Schools are offering early registration, free parking and even cash

college coronavirus
Boston University has plans in place in the event that students can't return to campus in the fall.
Jonathan Wiggs/The Boston Globe via Getty Images

As the coronavirus pandemic leaves many students’ plans for fall up in the air (and the recession adds a new layer of economic uncertainty on top of that), colleges across the country are getting desperate to boost their fall semester enrollment numbers. And as a new Washington Post piece points out, recruiters are employing new tactics to try to lure students to their campuses.

“The gloves have come off,” Angel Pérez, vice president for enrollment and student success at Trinity College in Connecticut, told the publication. “You’re talking about a scenario where colleges need to enroll students at any cost.”

That includes offering perks like early registration, top choice on dorm rooms, free parking and even scholarship money. Accepted students who pay a deposit to Colorado Christian University by Dec. 1 are guaranteed an additional $1,000-a-year scholarship, while Albion College in Michigan is entering students in a sweepstakes where they can win prizes like free room and board for a semester or $250 for textbooks once they put down their deposits. And as the Post points out, “some of the inducements are a consequence of a Justice Department action that forced college admissions officers to drop key parts of their professional code of ethics, which prohibited many of these kinds of appeals and banned colleges from pursuing each other’s students.”
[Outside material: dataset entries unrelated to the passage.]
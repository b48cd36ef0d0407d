//! XLSX encoding of an assembled workbook

use crate::error::ExtractorError;
use sheetsmith_domain::Workbook;
use tracing::debug;

/// Name of the placeholder sheet written when no table was found.
///
/// The XLSX format requires at least one worksheet.
pub const EMPTY_SHEET_NAME: &str = "No Tables";

/// Encode a workbook into an in-memory XLSX buffer.
///
/// Every cell is written as a string. Empty cells and separator rows are left
/// blank.
pub fn encode_workbook(workbook: &Workbook) -> Result<Vec<u8>, ExtractorError> {
    let mut xlsx = rust_xlsxwriter::Workbook::new();

    if workbook.is_empty() {
        xlsx.add_worksheet().set_name(EMPTY_SHEET_NAME)?;
    }

    for sheet in workbook.sheets() {
        let worksheet = xlsx.add_worksheet();
        worksheet.set_name(sheet.name())?;

        for (row_idx, row) in sheet.rows.iter().enumerate() {
            let row_num = u32::try_from(row_idx).map_err(|_| {
                ExtractorError::Workbook(format!("sheet '{}' has too many rows", sheet.name()))
            })?;
            for (col_idx, cell) in row.iter().enumerate() {
                if cell.is_empty() {
                    continue;
                }
                let col_num = u16::try_from(col_idx).map_err(|_| {
                    ExtractorError::Workbook(format!("sheet '{}' has too many columns", sheet.name()))
                })?;
                worksheet.write_string(row_num, col_num, cell.as_str())?;
            }
        }

        debug!(
            "Wrote sheet '{}': {} rows, {} columns",
            sheet.name(),
            sheet.rows.len(),
            sheet.column_count()
        );
    }

    Ok(xlsx.save_to_buffer()?)
}
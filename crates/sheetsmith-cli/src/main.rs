//! Sheetsmith CLI - convert PDF tables into spreadsheets from the command line.

use clap::Parser;
use sheetsmith_cli::commands;
use sheetsmith_cli::{Cli, Command, Formatter};
use tracing_subscriber::EnvFilter;

#[tokio::main]
async fn main() {
    let cli = Cli::parse();
    let formatter = Formatter::new(cli.format.into(), !cli.no_color);

    let default_level = if cli.verbose { "debug" } else { "warn" };
    let filter = EnvFilter::try_from_default_env().unwrap_or_else(|_| EnvFilter::new(default_level));
    tracing_subscriber::fmt()
        .with_env_filter(filter)
        .with_writer(std::io::stderr)
        .init();

    if let Err(e) = run(cli, &formatter).await {
        eprintln!("{}", formatter.error(&format!("Error: {}", e)));
        std::process::exit(1);
    }
}

async fn run(cli: Cli, formatter: &Formatter) -> sheetsmith_cli::Result<()> {
    match cli.command {
        Command::Convert(args) => commands::execute_convert(args, formatter).await,
        Command::Schema => commands::execute_schema(),
    }
}
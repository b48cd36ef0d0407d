//! Instruction sent with every document

use crate::schema::response_schema_text;
use sheetsmith_domain::{GenerationRequest, UploadedDocument};

/// Fixed instruction for table extraction
pub const EXTRACTION_INSTRUCTIONS: &str = r#"Extract every table from the attached PDF document.

Return the tables three times, as three separate variants:

- "best_effort": your best interpretation of each table. Merge cells that were split across lines, repair headers that wrap, and keep one logical record per row.
- "raw_data": the cell text exactly as printed, row by row, without correcting or merging anything.
- "structured_view": a clean, analysis-ready version of each table with a single header row, consistent column counts and normalized values.

Format:
- Each variant is an array of tables.
- Each table is an array of rows, the header row first when there is one.
- Each row is an array of cell strings. Use "" for empty cells.
- Keep tables in the order they appear in the document.
- If the document contains no tables, return empty arrays.

Return ONLY the JSON object with the keys "best_effort", "raw_data" and "structured_view"."#;

/// Build the single generation request for a document
pub fn build_request(document: &UploadedDocument) -> GenerationRequest {
    GenerationRequest {
        prompt: EXTRACTION_INSTRUCTIONS.to_string(),
        document: document.bytes().to_vec(),
        media_type: document.media_type().to_string(),
        response_schema: response_schema_text(),
    }
}
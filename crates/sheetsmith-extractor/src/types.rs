//! Conversion output types

use sheetsmith_domain::Workbook;

/// MIME type of an XLSX workbook
pub const XLSX_CONTENT_TYPE: &str =
    "application/vnd.openxmlformats-officedocument.spreadsheetml.sheet";

/// Result of a successful conversion
#[derive(Debug, Clone)]
pub struct Conversion {
    /// Assembled workbook
    pub workbook: Workbook,

    /// Encoded XLSX bytes
    pub bytes: Vec<u8>,

    /// Suggested download file name
    pub file_name: String,

    /// Metadata about the conversion
    pub metadata: ConversionMetadata,
}

/// Metadata about a conversion
#[derive(Debug, Clone)]
pub struct ConversionMetadata {
    /// Model that produced the tables
    pub model_name: String,

    /// Size of the input document
    pub document_bytes: usize,

    /// Tables returned across all variants
    pub table_count: usize,

    /// Sheets in the workbook
    pub sheet_count: usize,

    /// Processing time in milliseconds
    pub processing_time_ms: u64,
}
“Everybody was sort of, like, ‘Oh my god, what just happened? Fasten your seat belt because it’s going to be an all-out crazy time with people dangling incentives,’” Joan Koven, an educational consultant in Philadelphia, said. “And then we have this [pandemic crisis] bursting open.”

Of course, all this recruiting is hinged upon the idea that schools will be open for in-person classes this fall — something that isn’t necessarily a given yet, thanks to COVID-19.

“That’s very much up in the air,” Robert Ruiz, a former admissions director, told the Post. “And if they’re not going to be on the campus this fall, all the things we thought were important to them won’t be important.”